Как безобразные, злые гарпии-духи вихря и хаоса, что похищали по ночам людей, отбирали и оскверняли своими экскрементами скудную пищу у слепого Финея, так козлоногие, хвостатые бесы СМИ, с остервенелой ненавистью измывались над покойным великим Вождём всех народов, откровенно гадили, испражнялись холёные кобели и суки в адрес генералиссимуса, победителя нацистской Германии, освободителя Европы от коричневой чумы, стервозно терзали, бодали, лягали и блеяли на разные голоса, пытаясь больнее ударить, ужалить, укусить мёртвого льва, разметать, очернить, уничтожить его немеркнущее величие в народе. До крапивного зуда расчёсывался в кровь вопрос о выносе тела Ленина – вождя мирового пролетариата. Этот вопрос, искусственно грохотавший, как бухенвальдский набат, был чуть ли не первостепенным для энергичных, самоуверенных, дерзких упырей, крепко засевших, в сиявших зеркалами и никелем студиях Масс-медиа у своих микрофонов. Это циничное, агрессивное, убеждённое в своей безнаказанности пархатое племя, казалось, не слышало другого набата – иступлённого грёма шахтёрских касок, в конец, отчаявшихся, чумазых горняков на Горбатом мосту, ни стона рабочих, выброшенных за ворота промышленных индустриальных гигантов, знаменитых на весь мир заводов и комбинатов, ни детского плача в их голодающих семьях. Их стоны и плачи, брань и проклятия, заглушали бравурные звуки из золотой глубины концертных роялей и оркестровых ям.

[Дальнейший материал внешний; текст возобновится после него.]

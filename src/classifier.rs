//! # Classifier Boundary
//!
//! The trained reception model is a collaborator behind [`ReceptionClassifier`]:
//! the pipeline guarantees it a finite 18-column vector, the classifier
//! guarantees back a label in {-1, 0, 1}. The heavyweight ensemble trained
//! offline plugs in through this trait; the crate ships
//! [`BaselineClassifier`] so the binaries run end to end without it.
//!
//! The baseline has two modes. Unfit, it applies fixed compound-sentiment
//! thresholds. Fit, it standardizes columns and predicts the nearest class
//! centroid. Fitted state round-trips through a JSON artifact; a missing or
//! corrupt artifact is a startup error, not a silent fallback.

use anyhow::{bail, Context, Result};
use serde::{Deserialize, Serialize};
use std::path::Path;
use tracing::info;

use crate::features::FeatureVector;
use crate::label::Label;

/// Compound score at or above which unfit predictions are positive.
const POSITIVE_COMPOUND: f64 = 0.25;
/// Compound score at or below which unfit predictions are negative.
const NEGATIVE_COMPOUND: f64 = -0.05;

pub trait ReceptionClassifier: Send + Sync {
    /// Train on assembled rows. Implementations may be refit repeatedly.
    fn fit(&mut self, rows: &[FeatureVector], labels: &[Label]) -> Result<()>;
    /// Predict one label. Total: every finite vector maps to some label.
    fn predict(&self, features: &FeatureVector) -> Label;
    fn name(&self) -> &'static str;
}

/// Nearest-centroid baseline with a sentiment-threshold fallback while unfit.
#[derive(Debug, Clone, Default, Serialize, Deserialize)]
pub struct BaselineClassifier {
    fitted: Option<FittedState>,
}

#[derive(Debug, Clone, Serialize, Deserialize)]
struct FittedState {
    /// Per-column mean over the training rows.
    means: [f64; 18],
    /// Per-column standard deviation, 1.0 where a column is constant.
    scales: [f64; 18],
    /// Standardized class centroids, one per class seen in training.
    centroids: Vec<Centroid>,
}

#[derive(Debug, Clone, Serialize, Deserialize)]
struct Centroid {
    label: Label,
    point: [f64; 18],
}

impl BaselineClassifier {
    pub fn new() -> Self {
        Self::default()
    }

    pub fn is_fitted(&self) -> bool {
        self.fitted.is_some()
    }

    /// Persist the fitted state as a JSON artifact.
    pub fn save(&self, path: &Path) -> Result<()> {
        let body = serde_json::to_string_pretty(self).context("serializing model artifact")?;
        if let Some(parent) = path.parent() {
            if !parent.as_os_str().is_empty() {
                std::fs::create_dir_all(parent)
                    .with_context(|| format!("creating {}", parent.display()))?;
            }
        }
        std::fs::write(path, body)
            .with_context(|| format!("writing model artifact to {}", path.display()))
    }

    /// Load a previously saved artifact. A missing file is an error the
    /// caller surfaces; serving never silently starts without its model.
    pub fn load(path: &Path) -> Result<Self> {
        let raw = std::fs::read_to_string(path)
            .with_context(|| format!("reading model artifact from {}", path.display()))?;
        serde_json::from_str(&raw)
            .with_context(|| format!("parsing model artifact {}", path.display()))
    }

    fn standardize(state: &FittedState, row: &[f64; 18]) -> [f64; 18] {
        let mut out = [0.0f64; 18];
        for i in 0..18 {
            out[i] = (row[i] - state.means[i]) / state.scales[i];
        }
        out
    }

    fn threshold_predict(features: &FeatureVector) -> Label {
        // Without comments the description is the only sentiment signal.
        let signal = if features.no_comments_binary >= 0.5 {
            features.desc_compound
        } else {
            0.6 * features.comment_compound + 0.4 * features.desc_compound
        };
        if signal >= POSITIVE_COMPOUND {
            Label::Positive
        } else if signal <= NEGATIVE_COMPOUND {
            Label::Negative
        } else {
            Label::Neutral
        }
    }
}

impl ReceptionClassifier for BaselineClassifier {
    fn fit(&mut self, rows: &[FeatureVector], labels: &[Label]) -> Result<()> {
        if rows.is_empty() {
            bail!("cannot fit on an empty training frame");
        }
        if rows.len() != labels.len() {
            bail!(
                "rows/labels length mismatch: {} vs {}",
                rows.len(),
                labels.len()
            );
        }

        let matrix: Vec<[f64; 18]> = rows.iter().map(FeatureVector::to_row).collect();
        let n = matrix.len() as f64;

        let mut means = [0.0f64; 18];
        for row in &matrix {
            for i in 0..18 {
                means[i] += row[i];
            }
        }
        for m in &mut means {
            *m /= n;
        }

        let mut scales = [0.0f64; 18];
        for row in &matrix {
            for i in 0..18 {
                let d = row[i] - means[i];
                scales[i] += d * d;
            }
        }
        for s in &mut scales {
            *s = (*s / n).sqrt();
            if *s < 1e-12 {
                *s = 1.0;
            }
        }

        let state = FittedState {
            means,
            scales,
            centroids: Vec::new(),
        };

        let mut centroids: Vec<Centroid> = Vec::new();
        for class in Label::ALL {
            let mut point = [0.0f64; 18];
            let mut count = 0usize;
            for (row, label) in matrix.iter().zip(labels) {
                if *label == class {
                    let z = Self::standardize(&state, row);
                    for i in 0..18 {
                        point[i] += z[i];
                    }
                    count += 1;
                }
            }
            if count > 0 {
                for p in &mut point {
                    *p /= count as f64;
                }
                centroids.push(Centroid {
                    label: class,
                    point,
                });
            }
        }

        info!(
            rows = rows.len(),
            classes = centroids.len(),
            "fitted baseline classifier"
        );
        self.fitted = Some(FittedState { centroids, ..state });
        Ok(())
    }

    fn predict(&self, features: &FeatureVector) -> Label {
        let Some(state) = &self.fitted else {
            return Self::threshold_predict(features);
        };

        let z = Self::standardize(state, &features.to_row());
        let mut best = (Label::Neutral, f64::INFINITY);
        for centroid in &state.centroids {
            let dist: f64 = centroid
                .point
                .iter()
                .zip(z.iter())
                .map(|(a, b)| (a - b) * (a - b))
                .sum();
            if dist < best.1 {
                best = (centroid.label, dist);
            }
        }
        best.0
    }

    fn name(&self) -> &'static str {
        "baseline-centroid"
    }
}

/// Quality summary for a fitted classifier over a held-out frame.
#[derive(Debug, Clone, PartialEq, Serialize)]
pub struct EvaluationSummary {
    pub accuracy: f64,
    /// Per-class F1 in [`Label::ALL`] order.
    pub f1_per_class: [f64; 3],
    pub f1_macro: f64,
    pub f1_weighted: f64,
    pub matthews_corrcoef: f64,
    /// True-label counts in [`Label::ALL`] order.
    pub support: [usize; 3],
    /// `confusion[truth][predicted]` in [`Label::ALL`] order.
    pub confusion: [[usize; 3]; 3],
}

/// Compare predictions against ground truth.
pub fn evaluate(predicted: &[Label], truth: &[Label]) -> Result<EvaluationSummary> {
    if predicted.is_empty() {
        bail!("cannot evaluate an empty frame");
    }
    if predicted.len() != truth.len() {
        bail!(
            "predicted/truth length mismatch: {} vs {}",
            predicted.len(),
            truth.len()
        );
    }

    let mut confusion = [[0usize; 3]; 3];
    for (p, t) in predicted.iter().zip(truth) {
        confusion[t.index()][p.index()] += 1;
    }

    let total = predicted.len() as f64;
    let correct: usize = (0..3).map(|k| confusion[k][k]).sum();

    let mut support = [0usize; 3];
    let mut predicted_count = [0usize; 3];
    for k in 0..3 {
        support[k] = confusion[k].iter().sum();
        predicted_count[k] = (0..3).map(|t| confusion[t][k]).sum();
    }

    let mut f1_per_class = [0.0f64; 3];
    for k in 0..3 {
        let tp = confusion[k][k] as f64;
        let precision = if predicted_count[k] > 0 {
            tp / predicted_count[k] as f64
        } else {
            0.0
        };
        let recall = if support[k] > 0 {
            tp / support[k] as f64
        } else {
            0.0
        };
        f1_per_class[k] = if precision + recall > 0.0 {
            2.0 * precision * recall / (precision + recall)
        } else {
            0.0
        };
    }

    let f1_macro = f1_per_class.iter().sum::<f64>() / 3.0;
    let f1_weighted = (0..3)
        .map(|k| f1_per_class[k] * support[k] as f64)
        .sum::<f64>()
        / total;

    // Multiclass MCC straight from the confusion matrix.
    let c = correct as f64;
    let s = total;
    let dot: f64 = (0..3)
        .map(|k| predicted_count[k] as f64 * support[k] as f64)
        .sum();
    let p2: f64 = predicted_count.iter().map(|&p| (p as f64) * (p as f64)).sum();
    let t2: f64 = support.iter().map(|&t| (t as f64) * (t as f64)).sum();
    let denom = ((s * s - p2) * (s * s - t2)).sqrt();
    let matthews_corrcoef = if denom > 0.0 { (c * s - dot) / denom } else { 0.0 };

    Ok(EvaluationSummary {
        accuracy: c / s,
        f1_per_class,
        f1_macro,
        f1_weighted,
        matthews_corrcoef,
        support,
        confusion,
    })
}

Каналы ТВ, точно охваченные счастливым безумием, пестрели гламурной попсой, набриолиненными педерастами и наштукатуренными лесбиянками, своей блестючестью напоминавшие навозных мух; силиконовыми грудями-губами, «поющими задницами-передницами, вставленными фарфоровоми зубами, «поющими трусами и лифчиками», конкурсами красоты с заправилами-сутенёрами во главе и в жюри; малиновыми пиджаками, золотыми цепями, швейцарскими часами, подносами с шампанским – словом крутая брынцаловщина, ярмарка тщеславия по Теккерею, триумф разврата и бандитизма, проституции и наркоты подстать Древнему Риму. Золотое времечко для жиреющих, фанатеющих от награбленных народных богатств либерастов всех мастей и калибров, которое они гордо называли «Революция с лицом Ростроповича». А между тем, этот, по сути либерал-фашистский контрреволюционный переворот с «лицом Ростроповича» жёг боевые машины пехоты в туннеле под Новым Арбатом, валил памятники, арестовывал, опрокидывал навзничь, и со звериной жестокостью бил ногами умирающую страну.